The "pub fn abandon(&mut" line through the end of the listing below is what to set down, word for word, and nothing else.

** Opening Recorded data block **

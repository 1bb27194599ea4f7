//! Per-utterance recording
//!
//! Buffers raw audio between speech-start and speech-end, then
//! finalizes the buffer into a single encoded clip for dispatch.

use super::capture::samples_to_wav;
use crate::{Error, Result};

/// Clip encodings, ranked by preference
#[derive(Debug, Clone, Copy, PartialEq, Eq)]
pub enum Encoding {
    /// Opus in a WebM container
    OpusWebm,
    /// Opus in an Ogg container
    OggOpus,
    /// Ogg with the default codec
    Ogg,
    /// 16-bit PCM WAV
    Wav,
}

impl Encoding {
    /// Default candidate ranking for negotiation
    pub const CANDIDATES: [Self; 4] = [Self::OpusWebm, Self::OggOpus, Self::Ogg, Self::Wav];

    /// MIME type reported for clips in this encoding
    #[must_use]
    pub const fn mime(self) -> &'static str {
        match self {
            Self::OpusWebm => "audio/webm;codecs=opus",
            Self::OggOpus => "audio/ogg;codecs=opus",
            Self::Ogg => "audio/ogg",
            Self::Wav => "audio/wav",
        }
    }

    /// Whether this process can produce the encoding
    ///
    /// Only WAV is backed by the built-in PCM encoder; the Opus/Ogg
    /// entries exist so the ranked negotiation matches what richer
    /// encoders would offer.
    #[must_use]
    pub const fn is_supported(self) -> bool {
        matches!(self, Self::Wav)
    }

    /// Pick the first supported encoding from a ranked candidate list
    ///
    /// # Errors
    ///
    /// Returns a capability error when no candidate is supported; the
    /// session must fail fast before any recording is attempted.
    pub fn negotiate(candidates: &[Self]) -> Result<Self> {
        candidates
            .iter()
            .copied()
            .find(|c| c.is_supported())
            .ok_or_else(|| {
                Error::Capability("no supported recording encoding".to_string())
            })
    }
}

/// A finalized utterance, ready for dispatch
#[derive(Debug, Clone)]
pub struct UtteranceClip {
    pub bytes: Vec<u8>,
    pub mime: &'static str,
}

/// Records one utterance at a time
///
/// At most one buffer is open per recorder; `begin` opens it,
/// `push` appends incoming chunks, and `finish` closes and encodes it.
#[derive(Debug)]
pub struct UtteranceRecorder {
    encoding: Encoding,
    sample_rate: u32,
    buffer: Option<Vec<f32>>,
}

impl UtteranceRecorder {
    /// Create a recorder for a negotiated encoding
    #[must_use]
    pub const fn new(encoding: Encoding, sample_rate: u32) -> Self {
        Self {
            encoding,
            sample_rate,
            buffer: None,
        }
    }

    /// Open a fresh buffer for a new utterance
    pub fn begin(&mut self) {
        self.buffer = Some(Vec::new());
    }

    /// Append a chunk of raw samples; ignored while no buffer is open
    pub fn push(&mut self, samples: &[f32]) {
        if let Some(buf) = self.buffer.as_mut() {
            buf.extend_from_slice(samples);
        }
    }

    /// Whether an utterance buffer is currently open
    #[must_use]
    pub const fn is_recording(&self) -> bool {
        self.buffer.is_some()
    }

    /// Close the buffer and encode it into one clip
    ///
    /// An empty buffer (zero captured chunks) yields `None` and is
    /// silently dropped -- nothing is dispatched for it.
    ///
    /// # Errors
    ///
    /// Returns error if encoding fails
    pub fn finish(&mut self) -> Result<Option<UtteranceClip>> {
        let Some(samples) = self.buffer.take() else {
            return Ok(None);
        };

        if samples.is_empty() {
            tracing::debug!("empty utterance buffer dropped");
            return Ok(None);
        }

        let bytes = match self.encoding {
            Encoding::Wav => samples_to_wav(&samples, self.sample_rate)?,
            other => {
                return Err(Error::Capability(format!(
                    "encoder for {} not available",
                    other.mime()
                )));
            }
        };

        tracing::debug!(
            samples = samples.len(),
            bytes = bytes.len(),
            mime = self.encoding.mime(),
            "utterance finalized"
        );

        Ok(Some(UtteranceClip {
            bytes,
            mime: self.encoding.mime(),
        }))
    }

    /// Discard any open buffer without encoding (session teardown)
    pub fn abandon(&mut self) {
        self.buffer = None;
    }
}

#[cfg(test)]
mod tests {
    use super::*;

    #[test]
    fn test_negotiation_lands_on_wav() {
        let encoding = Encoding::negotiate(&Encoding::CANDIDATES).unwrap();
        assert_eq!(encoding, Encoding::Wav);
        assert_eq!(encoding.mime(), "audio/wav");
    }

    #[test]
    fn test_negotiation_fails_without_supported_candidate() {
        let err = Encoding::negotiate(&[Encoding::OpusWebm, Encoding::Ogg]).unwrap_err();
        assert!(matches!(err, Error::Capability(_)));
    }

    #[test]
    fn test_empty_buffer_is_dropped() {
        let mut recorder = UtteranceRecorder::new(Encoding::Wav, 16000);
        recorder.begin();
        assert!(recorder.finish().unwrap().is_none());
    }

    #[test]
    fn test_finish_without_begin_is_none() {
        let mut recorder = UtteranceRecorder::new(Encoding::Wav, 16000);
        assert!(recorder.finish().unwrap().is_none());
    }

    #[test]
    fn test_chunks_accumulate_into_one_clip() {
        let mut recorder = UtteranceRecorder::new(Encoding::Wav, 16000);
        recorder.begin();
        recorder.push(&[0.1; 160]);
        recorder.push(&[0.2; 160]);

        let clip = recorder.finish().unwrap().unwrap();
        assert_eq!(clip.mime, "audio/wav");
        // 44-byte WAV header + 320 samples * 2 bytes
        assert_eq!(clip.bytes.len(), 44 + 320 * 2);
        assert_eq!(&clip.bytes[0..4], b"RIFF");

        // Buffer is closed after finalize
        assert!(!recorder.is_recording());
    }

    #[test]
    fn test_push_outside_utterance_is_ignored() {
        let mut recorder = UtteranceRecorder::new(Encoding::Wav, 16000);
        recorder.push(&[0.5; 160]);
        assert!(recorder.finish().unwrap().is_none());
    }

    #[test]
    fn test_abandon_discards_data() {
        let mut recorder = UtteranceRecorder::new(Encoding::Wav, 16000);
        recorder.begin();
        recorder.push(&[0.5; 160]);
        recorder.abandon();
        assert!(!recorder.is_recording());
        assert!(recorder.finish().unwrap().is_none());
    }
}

** Closing Recorded data block **

• Answer to this task:
    pub fn abandon(&mut self) {
        self.buffer = None;
    }
}

#[cfg(test)]
mod tests {
    use super::*;

    #[test]
    fn test_negotiation_lands_on_wav() {
        let encoding = Encoding::negotiate(&Encoding::CANDIDATES).unwrap();
        assert_eq!(encoding, Encoding::Wav);
        assert_eq!(encoding.mime(), "audio/wav");
    }

    #[test]
    fn test_negotiation_fails_without_supported_candidate() {
        let err = Encoding::negotiate(&[Encoding::OpusWebm, Encoding::Ogg]).unwrap_err();
        assert!(matches!(err, Error::Capability(_)));
    }

    #[test]
    fn test_empty_buffer_is_dropped() {
        let mut recorder = UtteranceRecorder::new(Encoding::Wav, 16000);
        recorder.begin();
        assert!(recorder.finish().unwrap().is_none());
    }

    #[test]
    fn test_finish_without_begin_is_none() {
        let mut recorder = UtteranceRecorder::new(Encoding::Wav, 16000);
        assert!(recorder.finish().unwrap().is_none());
    }

    #[test]
    fn test_chunks_accumulate_into_one_clip() {
        let mut recorder = UtteranceRecorder::new(Encoding::Wav, 16000);
        recorder.begin();
        recorder.push(&[0.1; 160]);
        recorder.push(&[0.2; 160]);

        let clip = recorder.finish().unwrap().unwrap();
        assert_eq!(clip.mime, "audio/wav");
        // 44-byte WAV header + 320 samples * 2 bytes
        assert_eq!(clip.bytes.len(), 44 + 320 * 2);
        assert_eq!(&clip.bytes[0..4], b"RIFF");

        // Buffer is closed after finalize
        assert!(!recorder.is_recording());
    }

    #[test]
    fn test_push_outside_utterance_is_ignored() {
        let mut recorder = UtteranceRecorder::new(Encoding::Wav, 16000);
        recorder.push(&[0.5; 160]);
        assert!(recorder.finish().unwrap().is_none());
    }

    #[test]
    fn test_abandon_discards_data() {
        let mut recorder = UtteranceRecorder::new(Encoding::Wav, 16000);
        recorder.begin();
        recorder.push(&[0.5; 160]);
        recorder.abandon();
        assert!(!recorder.is_recording());
        assert!(recorder.finish().unwrap().is_none());
    }
}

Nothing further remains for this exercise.